Nomination and Remuneration Committee

The Nomination and Remuneration Committee reviews the appointment and dismissal of directors, as well as the individual remuneration details for directors, in response to the Board of Directors' inquiries. The committee provides advice and recommendations to the Board. It is composed of five directors, with four of them being external directors.

Sustainability Committee

The Sustainability Committee, chaired by the Representative Director and President, with directors including outside directors as committee members and subsidiary directors participating as observers as necessary, was established under the Board of Directors in March 2024. The committee will meet whenever necessary, and its main roles are to consider basic issues related to the Group's sustainability, identify issues that are important for improving the Group's medium- to long-term corporate value, determine policies on human rights and behavior common to the Group, set goals for women's participation in the workforce, consider the risks and opportunities of climate change, and establish governance, including formulating a CEO succession plan.

Risk management committee

As an advisory body established under the Board of Directors, the Risk Management Committee comprehensively and cross-functionally identifies, assesses, and analyzes a wide range of risks associated with the Group’s business activities.

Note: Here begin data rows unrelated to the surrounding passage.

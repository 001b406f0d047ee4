//! # Trailmap
//!
//! Builds the expedition trail map layer from GPX recordings and a trip ledger.
//!
//! This library provides:
//! - Tolerant matching of GPX files to ledger rows (dates, accents, separators)
//! - Idempotent per-track GeoJSON conversion and merging
//! - Douglas-Peucker simplification in degree or metric space
//! - Conflict-aware coloring: trails passing within a threshold of each other
//!   never share a color class
//!
//! ## Features
//!
//! - **`cli`** (default) - The `trailmap` command-line binary
//! - **`parallel`** - Parallel track conversion and distance checks with rayon
//! - **`full`** - Enable all features
//!
//! ## Quick Start
//!
//! ```rust
//! use trailmap::{TrackPoint, Trail, TrailCollection};
//! use trailmap::coloring::{greedy_color, Palette};
//! use trailmap::conflict::build_graph;
//! use trailmap::metadata::TrailMetadata;
//!
//! let line = |lat: f64| -> Vec<TrackPoint> {
//!     (0..10).map(|i| TrackPoint::new(20.0 + i as f64 * 0.001, lat, None)).collect()
//! };
//! let collection = TrailCollection {
//!     trails: vec![
//!         Trail::new("a", line(49.0), TrailMetadata::default()),
//!         Trail::new("b", line(49.0001), TrailMetadata::default()),
//!     ],
//! };
//!
//! let graph = build_graph(&collection, 50.0);
//! let coloring = greedy_color(&graph);
//! assert_ne!(coloring.class_of(0), coloring.class_of(1));
//! println!("a is drawn in {}", Palette::default().color_for(coloring.class_of(0)));
//! ```

use serde::{Deserialize, Serialize};

// Unified error handling
pub mod error;
pub use error::{IoResultExt, OptionExt, Result, TrailError};

// Identifier normalization
pub mod normalize;
pub use normalize::normalize;

// Ledger rows, column layout and sources
pub mod ledger;
pub use ledger::{CsvLedger, LedgerLayout, LedgerRow, LedgerSource};

// Per-trail metadata record and locale-tolerant coercions
pub mod metadata;
pub use metadata::TrailMetadata;

// File-to-ledger matching
pub mod matching;
pub use matching::{match_file, LedgerMatch, MatchConfig, MatchKind, MatcherContext};

// GPX reading and track-to-trail conversion
pub mod track;
pub mod convert;
pub use convert::convert;

// Web Mercator projection
pub mod projection;

// GeoJSON (de)serialization of trails
pub mod geojson_io;

// Collection merging and the incremental per-track batch
pub mod merge;
pub use merge::{build_trail_artifacts, load_artifacts, merge, BatchReport, MergeSource};

// Douglas-Peucker simplification
pub mod simplify;
pub use simplify::{simplify, simplify_metric, SimplifyMode};

// Spatial conflict graph
pub mod conflict;
pub use conflict::{build_graph, ConflictConfig, ConflictGraph};

// Greedy coloring and palette
pub mod coloring;
pub use coloring::{greedy_color, Coloring, Palette};

// Colored collection export
pub mod export;
pub use export::export;

// Run configuration
pub mod config;
pub use config::PipelineConfig;

// End-to-end pipeline
pub mod pipeline;
pub use pipeline::{Pipeline, RunSummary};

// ============================================================================
// Core Types
// ============================================================================

/// A recorded GPS position.
///
/// # Example
/// ```
/// use trailmap::TrackPoint;
/// let summit = TrackPoint::new(20.0881, 49.1794, Some(2499.0)); // Rysy
/// assert!(summit.is_valid());
/// ```
#[derive(Debug, Clone, Copy, PartialEq, Serialize, Deserialize)]
pub struct TrackPoint {
    pub longitude: f64,
    pub latitude: f64,
    /// Elevation in meters, when the recorder logged one
    pub elevation: Option<f64>,
}

impl TrackPoint {
    pub fn new(longitude: f64, latitude: f64, elevation: Option<f64>) -> Self {
        Self {
            longitude,
            latitude,
            elevation,
        }
    }

    /// Check if the point has valid coordinates.
    pub fn is_valid(&self) -> bool {
        self.latitude.is_finite()
            && self.longitude.is_finite()
            && self.latitude >= -90.0
            && self.latitude <= 90.0
            && self.longitude >= -180.0
            && self.longitude <= 180.0
            && self.elevation.map_or(true, f64::is_finite)
    }
}

/// One trail: a recorded track and its ledger metadata.
///
/// `id` is the source file stem, or the normalized `date-name` key for
/// trails without a file. `points` is never empty for trails built by
/// [`convert()`].
///
/// A recording can pause and resume. `breaks` holds the indices in `points`
/// where a new segment starts; the gap before each break is not part of the
/// trail and is never drawn or measured.
#[derive(Debug, Clone, PartialEq)]
pub struct Trail {
    pub id: String,
    pub points: Vec<TrackPoint>,
    /// Strictly increasing, each in `1..points.len()`
    pub breaks: Vec<usize>,
    pub metadata: TrailMetadata,
}

impl Trail {
    /// Single continuous trail.
    pub fn new(id: impl Into<String>, points: Vec<TrackPoint>, metadata: TrailMetadata) -> Self {
        Self {
            id: id.into(),
            points,
            breaks: Vec::new(),
            metadata,
        }
    }

    /// Build from recorded segments, dropping empty ones.
    pub fn from_segments(
        id: impl Into<String>,
        segments: Vec<Vec<TrackPoint>>,
        metadata: TrailMetadata,
    ) -> Self {
        let mut points = Vec::new();
        let mut breaks = Vec::new();
        for segment in segments.into_iter().filter(|s| !s.is_empty()) {
            if !points.is_empty() {
                breaks.push(points.len());
            }
            points.extend(segment);
        }
        Self {
            id: id.into(),
            points,
            breaks,
            metadata,
        }
    }

    /// Continuous parts of the trail, in order.
    pub fn segments(&self) -> Vec<&[TrackPoint]> {
        let mut bounds = Vec::with_capacity(self.breaks.len() + 2);
        bounds.push(0);
        bounds.extend(
            self.breaks
                .iter()
                .copied()
                .filter(|&b| b > 0 && b < self.points.len()),
        );
        bounds.push(self.points.len());
        bounds
            .windows(2)
            .filter(|w| w[1] > w[0])
            .map(|w| &self.points[w[0]..w[1]])
            .collect()
    }
}

/// Ordered collection of trails.
///
/// Index `i` identifies the same trail in the conflict graph and the
/// coloring built from this collection.
#[derive(Debug, Clone, PartialEq, Default)]
pub struct TrailCollection {
    pub trails: Vec<Trail>,
}

impl TrailCollection {
    pub fn len(&self) -> usize {
        self.trails.len()
    }

    pub fn is_empty(&self) -> bool {
        self.trails.is_empty()
    }

    pub fn ids(&self) -> impl Iterator<Item = &str> {
        self.trails.iter().map(|t| t.id.as_str())
    }

    /// Total number of vertices across all trails.
    pub fn vertex_count(&self) -> usize {
        self.trails.iter().map(|t| t.points.len()).sum()
    }
}

#[cfg(test)]
mod tests {
    use super::*;

    #[test]
    fn test_track_point_validation() {
        assert!(TrackPoint::new(-0.1278, 51.5074, None).is_valid());
        assert!(TrackPoint::new(20.0, 49.0, Some(1200.0)).is_valid());
        assert!(!TrackPoint::new(0.0, 91.0, None).is_valid());
        assert!(!TrackPoint::new(181.0, 0.0, None).is_valid());
        assert!(!TrackPoint::new(f64::NAN, 0.0, None).is_valid());
        assert!(!TrackPoint::new(0.0, 0.0, Some(f64::INFINITY)).is_valid());
    }

    #[test]
    fn test_collection_counts() {
        let trail = |id: &str, n: usize| {
            Trail::new(id, vec![TrackPoint::new(20.0, 49.0, None); n], TrailMetadata::default())
        };
        let collection = TrailCollection {
            trails: vec![trail("a", 3), trail("b", 4)],
        };
        assert_eq!(collection.len(), 2);
        assert_eq!(collection.vertex_count(), 7);
        assert_eq!(collection.ids().collect::<Vec<_>>(), vec!["a", "b"]);
    }

    #[test]
    fn test_segments_split_at_breaks() {
        let p = |x: f64| TrackPoint::new(x, 49.0, None);
        let trail = Trail::from_segments(
            "paused",
            vec![vec![p(20.0), p(20.1)], vec![], vec![p(20.5)], vec![p(21.0), p(21.1)]],
            TrailMetadata::default(),
        );
        assert_eq!(trail.points.len(), 5);
        assert_eq!(trail.breaks, vec![2, 3]);

        let segments = trail.segments();
        assert_eq!(segments.len(), 3);
        assert_eq!(segments[0], &[p(20.0), p(20.1)][..]);
        assert_eq!(segments[1], &[p(20.5)][..]);

        let single = Trail::new("one", vec![p(20.0), p(20.1)], TrailMetadata::default());
        assert_eq!(single.segments().len(), 1);
    }
}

Based on the results of these assessments, the Committee examines appropriate response measures and the overall risk management framework, and provides advice and recommendations to the Board of Directors.

The Committee was established in March 2026 with the aim of further enhancing the effectiveness of risk management and strengthening the Group’s governance framework, in response to changes in the business environment as well as the expansion and increasing sophistication of the Group’s business operations.

The Committee is chaired by the Company’s Chief Financial Officer (CFO) and comprises directors of the Group companies and heads of key functional divisions across the Group, thereby enabling the effective utilization of internal expertise on a cross-functional basis to strengthen the Group’s risk management system.

Corporate Governance Structure

We recognize strengthening our corporate governance system as one of the most critical issues for achieving sustainable growth and enhancing our medium- to long-term corporate value.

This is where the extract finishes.